WORK TO BE COMPLETED:
Output each record below exactly, and include all of them.

Stored data
—————
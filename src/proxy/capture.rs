//! Head-and-tail body capture for audit notes

use crate::proxy::types::CaptureConfig;
use std::collections::VecDeque;

/// Keep the first `head` and last `tail` bytes of `body`, noting what was cut
///
/// Bodies no longer than `head + tail` come back unchanged.
pub fn truncate(body: &[u8], head: usize, tail: usize) -> String {
    if body.len() <= head.saturating_add(tail) {
        return String::from_utf8_lossy(body).into_owned();
    }
    render(&body[..head], body.len() - head - tail, &body[body.len() - tail..])
}

fn render(head: &[u8], omitted: usize, tail: &[u8]) -> String {
    format!(
        "{}...[omitted {omitted} bytes]...{}",
        String::from_utf8_lossy(head),
        String::from_utf8_lossy(tail)
    )
}

/// Streaming counterpart of [`truncate`]
///
/// Retains at most `head + tail` bytes regardless of how much is pushed.
#[derive(Debug, Clone)]
pub struct BoundedCapture {
    head_len: usize,
    tail_len: usize,
    head: Vec<u8>,
    tail: VecDeque<u8>,
    total: usize,
}

impl BoundedCapture {
    pub fn new(head: usize, tail: usize) -> Self {
        Self {
            head_len: head,
            tail_len: tail,
            head: Vec::with_capacity(head.min(8 * 1024)),
            tail: VecDeque::new(),
            total: 0,
        }
    }

    pub fn from_config(config: &CaptureConfig) -> Self {
        Self::new(*config.head.as_ref(), *config.tail.as_ref())
    }

    pub fn push(&mut self, mut bytes: &[u8]) {
        self.total += bytes.len();

        let room = self.head_len - self.head.len();
        if room > 0 {
            let take = room.min(bytes.len());
            self.head.extend_from_slice(&bytes[..take]);
            bytes = &bytes[take..];
        }

        if bytes.len() >= self.tail_len {
            self.tail.clear();
            self.tail.extend(&bytes[bytes.len() - self.tail_len..]);
        } else {
            self.tail.extend(bytes);
            let excess = self.tail.len().saturating_sub(self.tail_len);
            self.tail.drain(..excess);
        }
    }

    /// Bytes pushed so far
    pub fn total(&self) -> usize {
        self.total
    }

    pub fn is_empty(&self) -> bool {
        self.total == 0
    }

    pub fn render(&self) -> String {
        let (front, back) = self.tail.as_slices();
        let tail = [front, back].concat();
        if self.total <= self.head_len + self.tail_len {
            let mut all = self.head.clone();
            all.extend_from_slice(&tail);
            return String::from_utf8_lossy(&all).into_owned();
        }
        render(&self.head, self.total - self.head_len - self.tail_len, &tail)
    }
}
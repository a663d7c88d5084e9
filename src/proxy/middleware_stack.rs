//! Middleware stack builder for clean composition

use crate::proxy::middleware::*;
use axum::{middleware::from_fn, Router};
use tower_http::trace::TraceLayer;

/// Builder for composing the proxy middleware stack
#[derive(Clone, Debug)]
pub struct ProxyMiddlewareStack {
    enable_logging: bool,
}

impl ProxyMiddlewareStack {
    pub fn new() -> Self {
        Self {
            enable_logging: true,
        }
    }

    pub fn without_logging(mut self) -> Self {
        self.enable_logging = false;
        self
    }

    /// Apply the middleware stack to a router
    ///
    /// Outer to inner: HTTP trace span, request id, then logging, so every
    /// log line carries the id.
    pub fn apply_to_router<S>(self, router: Router<S>) -> Router<S>
    where
        S: Clone + Send + Sync + 'static,
    {
        let router = if self.enable_logging {
            router.layer(from_fn(logging_middleware))
        } else {
            router
        };
        router
            .layer(from_fn(request_id_middleware))
            .layer(TraceLayer::new_for_http())
    }
}

impl Default for ProxyMiddlewareStack {
    fn default() -> Self {
        Self::new()
    }
}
—————
RESPONSE AREA:
filename src/proxy/capture.rs
//! Head-and-tail body capture for audit notes

use crate::proxy::types::CaptureConfig;
use std::collections::VecDeque;

/// Keep the first `head` and last `tail` bytes of `body`, noting what was cut
///
/// Bodies no longer than `head + tail` come back unchanged.
pub fn truncate(body: &[u8], head: usize, tail: usize) -> String {
    if body.len() <= head.saturating_add(tail) {
        return String::from_utf8_lossy(body).into_owned();
    }
    render(&body[..head], body.len() - head - tail, &body[body.len() - tail..])
}

fn render(head: &[u8], omitted: usize, tail: &[u8]) -> String {
    format!(
        "{}...[omitted {omitted} bytes]...{}",
        String::from_utf8_lossy(head),
        String::from_utf8_lossy(tail)
    )
}

/// Streaming counterpart of [`truncate`]
///
/// Retains at most `head + tail` bytes regardless of how much is pushed.
#[derive(Debug, Clone)]
pub struct BoundedCapture {
    head_len: usize,
    tail_len: usize,
    head: Vec<u8>,
    tail: VecDeque<u8>,
    total: usize,
}

impl BoundedCapture {
    pub fn new(head: usize, tail: usize) -> Self {
        Self {
            head_len: head,
            tail_len: tail,
            head: Vec::with_capacity(head.min(8 * 1024)),
            tail: VecDeque::new(),
            total: 0,
        }
    }

    pub fn from_config(config: &CaptureConfig) -> Self {
        Self::new(*config.head.as_ref(), *config.tail.as_ref())
    }

    pub fn push(&mut self, mut bytes: &[u8]) {
        self.total += bytes.len();

        let room = self.head_len - self.head.len();
        if room > 0 {
            let take = room.min(bytes.len());
            self.head.extend_from_slice(&bytes[..take]);
            bytes = &bytes[take..];
        }

        if bytes.len() >= self.tail_len {
            self.tail.clear();
            self.tail.extend(&bytes[bytes.len() - self.tail_len..]);
        } else {
            self.tail.extend(bytes);
            let excess = self.tail.len().saturating_sub(self.tail_len);
            self.tail.drain(..excess);
        }
    }

    /// Bytes pushed so far
    pub fn total(&self) -> usize {
        self.total
    }

    pub fn is_empty(&self) -> bool {
        self.total == 0
    }

    pub fn render(&self) -> String {
        let (front, back) = self.tail.as_slices();
        let tail = [front, back].concat();
        if self.total <= self.head_len + self.tail_len {
            let mut all = self.head.clone();
            all.extend_from_slice(&tail);
            return String::from_utf8_lossy(&all).into_owned();
        }
        render(&self.head, self.total - self.head_len - self.tail_len, &tail)
    }
}
repository a663d7c88d5084e9
filename src/proxy/middleware_stack.rs
//! Middleware stack builder for clean composition

use crate::proxy::middleware::*;
use axum::{middleware::from_fn, Router};
use tower_http::trace::TraceLayer;

/// Builder for composing the proxy middleware stack
#[derive(Clone, Debug)]
pub struct ProxyMiddlewareStack {
    enable_logging: bool,
}

impl ProxyMiddlewareStack {
    pub fn new() -> Self {
        Self {
            enable_logging: true,
        }
    }

    pub fn without_logging(mut self) -> Self {
        self.enable_logging = false;
        self
    }

    /// Apply the middleware stack to a router
    ///
    /// Outer to inner: HTTP trace span, request id, then logging, so every
    /// log line carries the id.
    pub fn apply_to_router<S>(self, router: Router<S>) -> Router<S>
    where
        S: Clone + Send + Sync + 'static,
    {
        let router = if self.enable_logging {
            router.layer(from_fn(logging_middleware))
        } else {
            router
        };
        router
            .layer(from_fn(request_id_middleware))
            .layer(TraceLayer::new_for_http())
    }
}

impl Default for ProxyMiddlewareStack {
    fn default() -> Self {
        Self::new()
    }
}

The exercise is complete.